Single-variable sweeps
Vary one parameter while holding everything else constant. This is the simplest way to understand a parameter's effect on your results.
"Run this pipe flow at velocities 5, 10, 15, 20, and 25 m/s"
SimPilot creates 5 simulations, each identical except for the inlet velocity. Results are presented as a parameter-response curve showing exactly how the output changes with the swept variable.
Multi-variable sweeps
Vary multiple parameters simultaneously to capture interaction effects:
"Sweep Reynolds numbers 1000, 5000, 10000 with turbulence models k-epsilon and k-omega-SST"
SimPilot computes the Cartesian product of all parameter values. In this example, 3 Reynolds numbers x 2 turbulence models = 6 combinations. Each combination runs as an independent simulation.
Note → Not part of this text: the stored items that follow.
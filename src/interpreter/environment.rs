use std::{cell::RefCell, collections::HashMap, fmt, rc::Rc};

use crate::interpreter::value::core::Value;

/// A lexical scope frame: name-to-value bindings plus an optional parent.
///
/// Frames are always handled through `Rc<Environment>`. Function values keep
/// the frame they were defined in alive, and every call frame keeps its
/// parent (the callee's captured frame) alive. Lookups walk outward through
/// the parents; definitions always write into the frame they are called on.
///
/// A function stored in the very frame it captures forms an `Rc` cycle. Such
/// frames live until the process exits.
pub struct Environment {
    values: RefCell<HashMap<String, Value>>,
    parent: Option<Rc<Self>>,
}

impl Environment {
    /// Creates the root frame of a program run. It has no parent.
    #[must_use]
    pub fn root() -> Rc<Self> {
        Rc::new(Self { values: RefCell::new(HashMap::new()),
                       parent: None, })
    }

    /// Creates an empty frame whose lookups fall back to `parent`.
    #[must_use]
    pub fn child(parent: &Rc<Self>) -> Rc<Self> {
        Rc::new(Self { values: RefCell::new(HashMap::new()),
                       parent: Some(Rc::clone(parent)), })
    }

    /// Binds `name` in this frame, replacing an earlier binding of the same
    /// name in this frame only.
    pub fn define(&self, name: impl Into<String>, value: Value) {
        self.values.borrow_mut().insert(name.into(), value);
    }

    /// Resolves `name`, starting in this frame and walking outward.
    ///
    /// # Returns
    /// The bound value, or `None` if no frame in the chain binds `name`.
    ///
    /// # Example
    /// ```
    /// use mexpr::interpreter::{environment::Environment, value::core::Value};
    ///
    /// let root = Environment::root();
    /// root.define("x", Value::Integer(5));
    /// let inner = Environment::child(&root);
    ///
    /// assert_eq!(inner.lookup("x"), Some(Value::Integer(5)));
    /// assert_eq!(inner.lookup("y"), None);
    /// ```
    #[must_use]
    pub fn lookup(&self, name: &str) -> Option<Value> {
        let mut frame = self;
        loop {
            if let Some(value) = frame.values.borrow().get(name) {
                return Some(value.clone());
            }
            frame = frame.parent.as_deref()?;
        }
    }

    /// Returns `true` if `name` is bound in this frame itself.
    #[must_use]
    pub fn contains_local(&self, name: &str) -> bool {
        self.values.borrow().contains_key(name)
    }

    /// The enclosing frame, if any.
    #[must_use]
    pub fn parent(&self) -> Option<&Rc<Self>> {
        self.parent.as_ref()
    }
}

impl fmt::Debug for Environment {
    // Bindings may hold functions capturing this very frame, so only the
    // names are printed.
    fn fmt(&self, f: &mut fmt::Formatter<'_>) -> fmt::Result {
        let values = self.values.borrow();
        let mut names: Vec<&String> = values.keys().collect();
        names.sort();
        f.debug_struct("Environment")
         .field("names", &names)
         .field("has_parent", &self.parent.is_some())
         .finish()
    }
}

#[cfg(test)]
mod tests {
    use super::*;

    #[test]
    fn child_sees_parent_bindings() {
        let root = Environment::root();
        root.define("x", Value::Integer(1));
        let child = Environment::child(&root);
        assert_eq!(child.lookup("x"), Some(Value::Integer(1)));
        assert!(!child.contains_local("x"));
    }

    #[test]
    fn child_bindings_shadow_without_touching_parent() {
        let root = Environment::root();
        root.define("x", Value::Integer(1));
        let child = Environment::child(&root);
        child.define("x", Value::Integer(2));
        assert_eq!(child.lookup("x"), Some(Value::Integer(2)));
        assert_eq!(root.lookup("x"), Some(Value::Integer(1)));
    }

    #[test]
    fn parent_does_not_see_child_bindings() {
        let root = Environment::root();
        let child = Environment::child(&root);
        child.define("y", Value::Integer(3));
        assert_eq!(root.lookup("y"), None);
        assert!(root.parent().is_none());
        assert!(child.parent().is_some());
    }

    #[test]
    fn later_bindings_are_visible_through_shared_frames() {
        let root = Environment::root();
        let child = Environment::child(&root);
        root.define("late", Value::Integer(7));
        assert_eq!(child.lookup("late"), Some(Value::Integer(7)));
    }
}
The total number of combinations is capped by your plan. If the product exceeds your cap, you'll be asked to reduce the parameter space. See
Batch & Parameter Sweeps for plan-specific limits.
Design space coverage
For larger parameter spaces, SimPilot supports structured sampling strategies:
| Strategy | Best for | Description |
|---|
| Full factorial | Small spaces (< 50 runs) | Every combination of every parameter level |
| Latin Hypercube | Medium spaces | Space-filling design that covers the domain evenly with fewer runs |
| One-at-a-time | Screening | Vary each parameter independently to identify dominant factors |
The AI selects the appropriate strategy based on the number of parameters, their ranges, and your compute budget -- or you can specify one explicitly.
Results
After all experiments complete, you receive:
Parameter-response tables
A structured table with every input combination and its corresponding output metrics. Sort by any column to identify trends.
Main effects
How much each individual parameter influences the output, averaged across all other parameter levels.
Interaction effects
Where two parameters together produce an effect that differs from the sum of their individual effects. Critical for identifying non-obvious coupling.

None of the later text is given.